Directions for this task:
Copy out the records that appear below, exactly as each one reads.

※

impl PreTokenizer for ByteLevel {
    fn pre_tokenize(&self, pretokenized: &mut PreTokenizedString) -> Result<()> {
        let re_ref: &Regex = &RE;
        pretokenized.split(|_, mut normalized| {
            if self.add_prefix_space && !normalized.get().starts_with(' ') {
                normalized.prepend(" ");
            }
            if self.use_regex {
                normalized.split(re_ref, SplitDelimiterBehavior::Isolated)
            } else {
                Ok(vec![normalized])
            }
        })?;

        pretokenized.normalize(|normalized| {
            let s = normalized.get();
            let mut transformations: Vec<(char, isize)> = Vec::with_capacity(s.len());
            for c in s.chars() {
                let mut buf = [0u8; 4];
                let bytes = c.encode_utf8(&mut buf).as_bytes();
                // First byte replaces the char, the following ones are insertions.
                transformations.extend(
                    bytes
                        .iter()
                        .enumerate()
                        .map(|(i, b)| (BYTES_CHAR[b], isize::from(i > 0))),
                );
            }
            normalized.transform(transformations, 0);
            Ok(())
        })
    }
}

impl Decoder for ByteLevel {
    fn decode_chain(&self, tokens: Vec<String>) -> Result<Vec<String>> {
        let bytes = tokens
            .into_iter()
            .flat_map(|token| {
                token
                    .chars()
                    .map(|c| CHAR_BYTES.get(&c).copied())
                    .collect::<Option<Vec<u8>>>()
                    // Tokens outside the byte alphabet (added tokens) are kept as is.
                    .unwrap_or_else(|| token.as_bytes().to_vec())
            })
            .collect::<Vec<u8>>();
        Ok(vec![bytes.to_str_lossy().into_owned()])
    }
}

impl PostProcessor for ByteLevel {
    fn added_tokens(&self, _is_pair: bool) -> usize {
        0
    }

    fn process_encodings(
        &self,
        mut encodings: Vec<Encoding>,
        _add_special_tokens: bool,
    ) -> Result<Vec<Encoding>> {
        if self.trim_offsets {
            for encoding in encodings.iter_mut() {
                process_offsets(encoding, self.add_prefix_space);
                encoding
                    .get_overflowing_mut()
                    .iter_mut()
                    .for_each(|encoding| process_offsets(encoding, self.add_prefix_space));
            }
        }
        for (i, encoding) in encodings.iter_mut().enumerate() {
            encoding.set_sequence_id(i);
        }
        Ok(encodings)
    }
}

/// Shrink each token's offsets so they no longer cover leading or trailing
/// whitespace. The space added by `add_prefix_space` in front of the first word
/// is not in the original text, so it is left alone.
pub fn process_offsets(encoding: &mut Encoding, add_prefix_space: bool) {
    let space = BYTES_CHAR[&b' '];
    let is_space = |c: &char| *c == space || c.is_whitespace();

    encoding.process_tokens_with_offsets_mut(|(i, (token, offsets))| {
        let mut leading_spaces = token.chars().take_while(is_space).count();
        let trailing_spaces = token.chars().rev().take_while(is_space).count();

        if leading_spaces > 0 {
            let is_first = i == 0 || offsets.0 == 0;
            if is_first && add_prefix_space && leading_spaces == 1 {
                leading_spaces = 0;
            }
            offsets.0 = std::cmp::min(offsets.0 + leading_spaces, offsets.1);
        }
        if trailing_spaces > 0 && offsets.1 >= trailing_spaces {
            offsets.1 = std::cmp::max(offsets.1 - trailing_spaces, offsets.0);
        }
    });
}

#[cfg(test)]
mod tests {
    use super::*;

    fn splits(pretokenized: &PreTokenizedString) -> Vec<(&str, Offsets)> {
        pretokenized
            .get_splits()
            .into_iter()
            .map(|(s, o, _)| (s, o))
            .collect()
    }

    #[test]
    fn byte_alphabet_is_complete() {
        assert_eq!(ByteLevel::alphabet().len(), 256);
        assert_eq!(BYTES_CHAR[&b' '], 'Ġ');
        assert_eq!(BYTES_CHAR[&b'a'], 'a');
    }

    #[test]
    fn byte_level_splits_and_maps_bytes() {
        let mut pretokenized = PreTokenizedString::from("Hello my friend, how is your day going?");
        ByteLevel::default().pre_tokenize(&mut pretokenized).unwrap();
        assert_eq!(
            splits(&pretokenized),
            vec![
                ("Hello", (0, 5)),
                ("Ġmy", (5, 8)),
                ("Ġfriend", (8, 15)),
                (",", (15, 16)),
                ("Ġhow", (16, 20)),
                ("Ġis", (20, 23)),
                ("Ġyour", (23, 28)),
                ("Ġday", (28, 32)),
                ("Ġgoing", (32, 38)),
                ("?", (38, 39)),
            ]
        );
    }

    #[test]
    fn byte_level_keeps_spaces_before_words() {
        let mut pretokenized = PreTokenizedString::from("a   b");
        ByteLevel::default().pre_tokenize(&mut pretokenized).unwrap();
        assert_eq!(
            splits(&pretokenized),
            vec![("a", (0, 1)), ("ĠĠ", (1, 3)), ("Ġb", (3, 5))]
        );
    }

    #[test]
    fn prefix_space_is_added_once() {
        let mut pretokenized = PreTokenizedString::from("hi");
        ByteLevel::default()
            .add_prefix_space(true)
            .pre_tokenize(&mut pretokenized)
            .unwrap();
        assert_eq!(splits(&pretokenized), vec![("Ġhi", (0, 2))]);
    }

    #[test]
    fn multibyte_chars_map_to_several_symbols() {
        let mut pretokenized = PreTokenizedString::from("é");
        ByteLevel::default().pre_tokenize(&mut pretokenized).unwrap();
        assert_eq!(splits(&pretokenized), vec![("Ã©", (0, 2))]);
    }

    #[test]
    fn decode_is_the_inverse_and_lossy_on_broken_bytes() {
        let decoder = ByteLevel::default();
        assert_eq!(
            decoder
                .decode(vec!["Hello".into(), "Ġmy".into(), "Ġfriend".into(), "Ã©".into()])
                .unwrap(),
            "Hello my friendé"
        );
        // Only the first byte of `é`.
        assert_eq!(decoder.decode(vec!["Ã".into()]).unwrap(), "\u{FFFD}");
    }

    #[test]
    fn trims_whitespace_from_offsets() {
        let mut encoding = Encoding::from_tokens(
            vec![
                Token::new(0, "Hello".into(), (0, 5)),
                Token::new(1, "Ġthere".into(), (5, 11)),
            ],
            0,
        );
        process_offsets(&mut encoding, false);
        assert_eq!(encoding.get_offsets(), &[(0, 5), (6, 11)]);
    }

    #[test]
    fn split_keeps_tokenized_pieces() {
        let mut pretokenized = PreTokenizedString::from("a b");
        pretokenized
            .split(|_, normalized| normalized.split(' ', SplitDelimiterBehavior::Removed))
            .unwrap();
        pretokenized
            .tokenize(|normalized| {
                Ok(vec![Token::new(0, normalized.get().to_owned(), (0, normalized.len()))])
            })
            .unwrap();
        pretokenized
            .split(|_, _| -> Result<Vec<NormalizedString>> { Ok(vec![]) })
            .unwrap();
        let encoding = pretokenized.into_encoding(None, 0).unwrap();
        assert_eq!(encoding.get_tokens(), &["a", "b"]);
        assert_eq!(encoding.get_offsets(), &[(0, 1), (2, 3)]);
        assert_eq!(encoding.get_word_ids(), &[Some(0), Some(1)]);
    }

    #[test]
    fn untokenized_splits_cannot_become_an_encoding() {
        let pretokenized = PreTokenizedString::from("abc");
        assert!(pretokenized.into_encoding(None, 0).is_err());
    }
}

※

Answer section:
impl PreTokenizer for ByteLevel {
    fn pre_tokenize(&self, pretokenized: &mut PreTokenizedString) -> Result<()> {
        let re_ref: &Regex = &RE;
        pretokenized.split(|_, mut normalized| {
            if self.add_prefix_space && !normalized.get().starts_with(' ') {
                normalized.prepend(" ");
            }
            if self.use_regex {
                normalized.split(re_ref, SplitDelimiterBehavior::Isolated)
            } else {
                Ok(vec![normalized])
            }
        })?;

        pretokenized.normalize(|normalized| {
            let s = normalized.get();
            let mut transformations: Vec<(char, isize)> = Vec::with_capacity(s.len());
            for c in s.chars() {
                let mut buf = [0u8; 4];
                let bytes = c.encode_utf8(&mut buf).as_bytes();
                // First byte replaces the char, the following ones are insertions.
                transformations.extend(
                    bytes
                        .iter()
                        .enumerate()
                        .map(|(i, b)| (BYTES_CHAR[b], isize::from(i > 0))),
                );
            }
            normalized.transform(transformations, 0);
            Ok(())
        })
    }
}

impl Decoder for ByteLevel {
    fn decode_chain(&self, tokens: Vec<String>) -> Result<Vec<String>> {
        let bytes = tokens
            .into_iter()
            .flat_map(|token| {
                token
                    .chars()
                    .map(|c| CHAR_BYTES.get(&c).copied())
                    .collect::<Option<Vec<u8>>>()
                    // Tokens outside the byte alphabet (added tokens) are kept as is.
                    .unwrap_or_else(|| token.as_bytes().to_vec())
            })
            .collect::<Vec<u8>>();
        Ok(vec![bytes.to_str_lossy().into_owned()])
    }
}

impl PostProcessor for ByteLevel {
    fn added_tokens(&self, _is_pair: bool) -> usize {
        0
    }

    fn process_encodings(
        &self,
        mut encodings: Vec<Encoding>,
        _add_special_tokens: bool,
    ) -> Result<Vec<Encoding>> {
        if self.trim_offsets {
            for encoding in encodings.iter_mut() {
                process_offsets(encoding, self.add_prefix_space);
                encoding
                    .get_overflowing_mut()
                    .iter_mut()
                    .for_each(|encoding| process_offsets(encoding, self.add_prefix_space));
            }
        }
        for (i, encoding) in encodings.iter_mut().enumerate() {
            encoding.set_sequence_id(i);
        }
        Ok(encodings)
    }
}

/// Shrink each token's offsets so they no longer cover leading or trailing
/// whitespace. The space added by `add_prefix_space` in front of the first word
/// is not in the original text, so it is left alone.
pub fn process_offsets(encoding: &mut Encoding, add_prefix_space: bool) {
    let space = BYTES_CHAR[&b' '];
    let is_space = |c: &char| *c == space || c.is_whitespace();

    encoding.process_tokens_with_offsets_mut(|(i, (token, offsets))| {
        let mut leading_spaces = token.chars().take_while(is_space).count();
        let trailing_spaces = token.chars().rev().take_while(is_space).count();

        if leading_spaces > 0 {
            let is_first = i == 0 || offsets.0 == 0;
            if is_first && add_prefix_space && leading_spaces == 1 {
                leading_spaces = 0;
            }
            offsets.0 = std::cmp::min(offsets.0 + leading_spaces, offsets.1);
        }
        if trailing_spaces > 0 && offsets.1 >= trailing_spaces {
            offsets.1 = std::cmp::max(offsets.1 - trailing_spaces, offsets.0);
        }
    });
}

#[cfg(test)]
mod tests {
    use super::*;

    fn splits(pretokenized: &PreTokenizedString) -> Vec<(&str, Offsets)> {
        pretokenized
            .get_splits()
            .into_iter()
            .map(|(s, o, _)| (s, o))
            .collect()
    }

    #[test]
    fn byte_alphabet_is_complete() {
        assert_eq!(ByteLevel::alphabet().len(), 256);
        assert_eq!(BYTES_CHAR[&b' '], 'Ġ');
        assert_eq!(BYTES_CHAR[&b'a'], 'a');
    }

    #[test]
    fn byte_level_splits_and_maps_bytes() {
        let mut pretokenized = PreTokenizedString::from("Hello my friend, how is your day going?");
        ByteLevel::default().pre_tokenize(&mut pretokenized).unwrap();
        assert_eq!(
            splits(&pretokenized),
            vec![
                ("Hello", (0, 5)),
                ("Ġmy", (5, 8)),
                ("Ġfriend", (8, 15)),
                (",", (15, 16)),
                ("Ġhow", (16, 20)),
                ("Ġis", (20, 23)),
                ("Ġyour", (23, 28)),
                ("Ġday", (28, 32)),
                ("Ġgoing", (32, 38)),
                ("?", (38, 39)),
            ]
        );
    }

    #[test]
    fn byte_level_keeps_spaces_before_words() {
        let mut pretokenized = PreTokenizedString::from("a   b");
        ByteLevel::default().pre_tokenize(&mut pretokenized).unwrap();
        assert_eq!(
            splits(&pretokenized),
            vec![("a", (0, 1)), ("ĠĠ", (1, 3)), ("Ġb", (3, 5))]
        );
    }

    #[test]
    fn prefix_space_is_added_once() {
        let mut pretokenized = PreTokenizedString::from("hi");
        ByteLevel::default()
            .add_prefix_space(true)
            .pre_tokenize(&mut pretokenized)
            .unwrap();
        assert_eq!(splits(&pretokenized), vec![("Ġhi", (0, 2))]);
    }

    #[test]
    fn multibyte_chars_map_to_several_symbols() {
        let mut pretokenized = PreTokenizedString::from("é");
        ByteLevel::default().pre_tokenize(&mut pretokenized).unwrap();
        assert_eq!(splits(&pretokenized), vec![("Ã©", (0, 2))]);
    }

    #[test]
    fn decode_is_the_inverse_and_lossy_on_broken_bytes() {
        let decoder = ByteLevel::default();
        assert_eq!(
            decoder
                .decode(vec!["Hello".into(), "Ġmy".into(), "Ġfriend".into(), "Ã©".into()])
                .unwrap(),
            "Hello my friendé"
        );
        // Only the first byte of `é`.
        assert_eq!(decoder.decode(vec!["Ã".into()]).unwrap(), "\u{FFFD}");
    }

    #[test]
    fn trims_whitespace_from_offsets() {
        let mut encoding = Encoding::from_tokens(
            vec![
                Token::new(0, "Hello".into(), (0, 5)),
                Token::new(1, "Ġthere".into(), (5, 11)),
            ],
            0,
        );
        process_offsets(&mut encoding, false);
        assert_eq!(encoding.get_offsets(), &[(0, 5), (6, 11)]);
    }

    #[test]
    fn split_keeps_tokenized_pieces() {
        let mut pretokenized = PreTokenizedString::from("a b");
        pretokenized
            .split(|_, normalized| normalized.split(' ', SplitDelimiterBehavior::Removed))
            .unwrap();
        pretokenized
            .tokenize(|normalized| {
                Ok(vec![Token::new(0, normalized.get().to_owned(), (0, normalized.len()))])
            })
            .unwrap();
        pretokenized
            .split(|_, _| -> Result<Vec<NormalizedString>> { Ok(vec![]) })
            .unwrap();
        let encoding = pretokenized.into_encoding(None, 0).unwrap();
        assert_eq!(encoding.get_tokens(), &["a", "b"]);
        assert_eq!(encoding.get_offsets(), &[(0, 1), (2, 3)]);
        assert_eq!(encoding.get_word_ids(), &[Some(0), Some(1)]);
    }

    #[test]
    fn untokenized_splits_cannot_become_an_encoding() {
        let pretokenized = PreTokenizedString::from("abc");
        assert!(pretokenized.into_encoding(None, 0).is_err());
    }
}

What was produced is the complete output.